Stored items
"""

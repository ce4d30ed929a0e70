use chrono::{DateTime, Duration, FixedOffset, Local, NaiveDate};
use serde::Serialize;
use std::path::PathBuf;
use std::sync::Arc;
use tracing::{info, warn};

use crate::config::{Config, ConfigError, ConfigUpdate, SharedConfig};
use crate::domain::{DailyTotal, Sample};
use crate::repo::aggregate::{downsample, interval_hours};
use crate::repo::{DailyAccumulator, DateRange, QueryError, Repositories};

/// Connection summary
#[derive(Debug, Clone, PartialEq, Serialize)]
pub struct Status {
    pub connected: bool,
    pub timestamp: Option<DateTime<FixedOffset>>,
    pub config: DeviceSummary,
}

#[derive(Debug, Clone, PartialEq, Serialize)]
pub struct DeviceSummary {
    pub host: String,
    pub port: u16,
    pub interval_secs: u64,
}

#[derive(Debug, Clone, PartialEq, Serialize)]
pub struct SampleSeries {
    pub count: usize,
    pub data: Vec<Sample>,
}

#[derive(Debug, Clone, PartialEq, Serialize)]
pub struct DatedSeries<T> {
    pub start_date: NaiveDate,
    pub end_date: NaiveDate,
    pub count: usize,
    pub data: Vec<T>,
}

impl<T> DatedSeries<T> {
    fn new(range: DateRange, data: Vec<T>) -> Self {
        Self {
            start_date: range.start,
            end_date: range.end,
            count: data.len(),
            data,
        }
    }
}

/// Read side of the monitor plus runtime configuration.
///
/// Range and daily queries may scan the whole log file; async callers should run
/// them on a blocking thread.
pub struct Monitor {
    cfg: SharedConfig,
    repos: Arc<Repositories>,
    config_path: Option<PathBuf>,
}

impl Monitor {
    pub fn new(cfg: SharedConfig, repos: Arc<Repositories>, config_path: Option<PathBuf>) -> Self {
        Self {
            cfg,
            repos,
            config_path,
        }
    }

    pub fn repos(&self) -> &Arc<Repositories> {
        &self.repos
    }

    pub fn shared_config(&self) -> SharedConfig {
        Arc::clone(&self.cfg)
    }

    fn interval_hours(&self) -> f64 {
        interval_hours(self.cfg.read().polling.interval_secs)
    }

    /// Newest sample, or the disconnected placeholder before the first cycle
    pub fn current(&self) -> Sample {
        self.repos.history.latest()
    }

    pub fn status(&self) -> Status {
        let latest = self.repos.history.last();
        let cfg = self.cfg.read();
        Status {
            connected: latest.as_ref().is_some_and(|s| s.connected),
            timestamp: latest.map(|s| s.timestamp),
            config: DeviceSummary {
                host: cfg.modbus.host.clone(),
                port: cfg.modbus.port,
                interval_secs: cfg.polling.interval_secs,
            },
        }
    }

    /// In-memory history, optionally restricted to the last `minutes`, then downsampled
    pub fn history(&self, limit: usize, minutes: Option<u64>) -> SampleSeries {
        self.history_at(limit, minutes, Local::now().fixed_offset())
    }

    fn history_at(
        &self,
        limit: usize,
        minutes: Option<u64>,
        now: DateTime<FixedOffset>,
    ) -> SampleSeries {
        let mut data = self.repos.history.snapshot();
        let cutoff = minutes
            .filter(|m| *m > 0)
            .and_then(|m| i64::try_from(m).ok())
            .and_then(Duration::try_minutes)
            .and_then(|span| now.checked_sub_signed(span));
        if let Some(cutoff) = cutoff {
            data.retain(|sample| sample.timestamp >= cutoff);
        }
        let data = downsample(data, limit);
        SampleSeries {
            count: data.len(),
            data,
        }
    }

    /// Samples whose date falls in `[start, end]`, from the log or the in-memory fallback
    pub fn history_range(
        &self,
        start: NaiveDate,
        end: NaiveDate,
        limit: usize,
    ) -> Result<DatedSeries<Sample>, QueryError> {
        let range = DateRange::new(start, end)?;

        let mut data = Vec::new();
        self.repos.source().for_each(&self.repos.history, |sample| {
            if range.contains(sample.date()) {
                data.push(sample);
            }
        });

        Ok(DatedSeries::new(range, downsample(data, limit)))
    }

    pub fn daily(&self, date: NaiveDate) -> DailyTotal {
        let range = DateRange { start: date, end: date };
        self.aggregate(range)
            .pop()
            .unwrap_or_else(|| DailyTotal::empty(date))
    }

    /// One total per day, empty days included; at most 90 days apart
    pub fn daily_range(
        &self,
        start: NaiveDate,
        end: NaiveDate,
    ) -> Result<DatedSeries<DailyTotal>, QueryError> {
        let range = DateRange::daily(start, end)?;
        Ok(DatedSeries::new(range, self.aggregate(range)))
    }

    fn aggregate(&self, range: DateRange) -> Vec<DailyTotal> {
        let mut acc = DailyAccumulator::new(range, self.interval_hours());
        self.repos
            .source()
            .for_each(&self.repos.history, |sample| acc.add(&sample));
        acc.finish()
    }

    pub fn config(&self) -> Config {
        self.cfg.read().clone()
    }

    /// Validate and merge a partial update, apply it to the stores and persist it.
    ///
    /// Failing to write the config file is logged; the in-memory update still holds.
    pub fn update_config(&self, update: &ConfigUpdate) -> Result<Config, ConfigError> {
        let (previous, updated) = {
            let mut cfg = self.cfg.write();
            let previous = cfg.clone();
            let mut updated = previous.clone();
            updated.apply(update)?;
            *cfg = updated.clone();
            (previous, updated)
        };

        if updated.polling.history_size != previous.polling.history_size {
            self.repos.history.resize(updated.polling.history_size);
        }
        if updated.log != previous.log {
            self.repos.set_log_path(updated.log.path());
        }
        if updated.modbus.host != previous.modbus.host
            || updated.modbus.port != previous.modbus.port
        {
            info!(
                host = %updated.modbus.host,
                port = updated.modbus.port,
                "device endpoint changed, takes effect on restart"
            );
        }

        if let Some(path) = &self.config_path {
            if let Err(e) = updated.save(path) {
                warn!(error = %e, "failed to persist configuration");
            }
        }
        info!("configuration updated");
        Ok(updated)
    }
}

"""

▶ **ASSIGNED TASK**
Using the entries, return every line where the word "persist" can be found.

▶ **EXERCISE RESPONSE**
    /// Validate and merge a partial update, apply it to the stores and persist it.
                warn!(error = %e, "failed to persist configuration");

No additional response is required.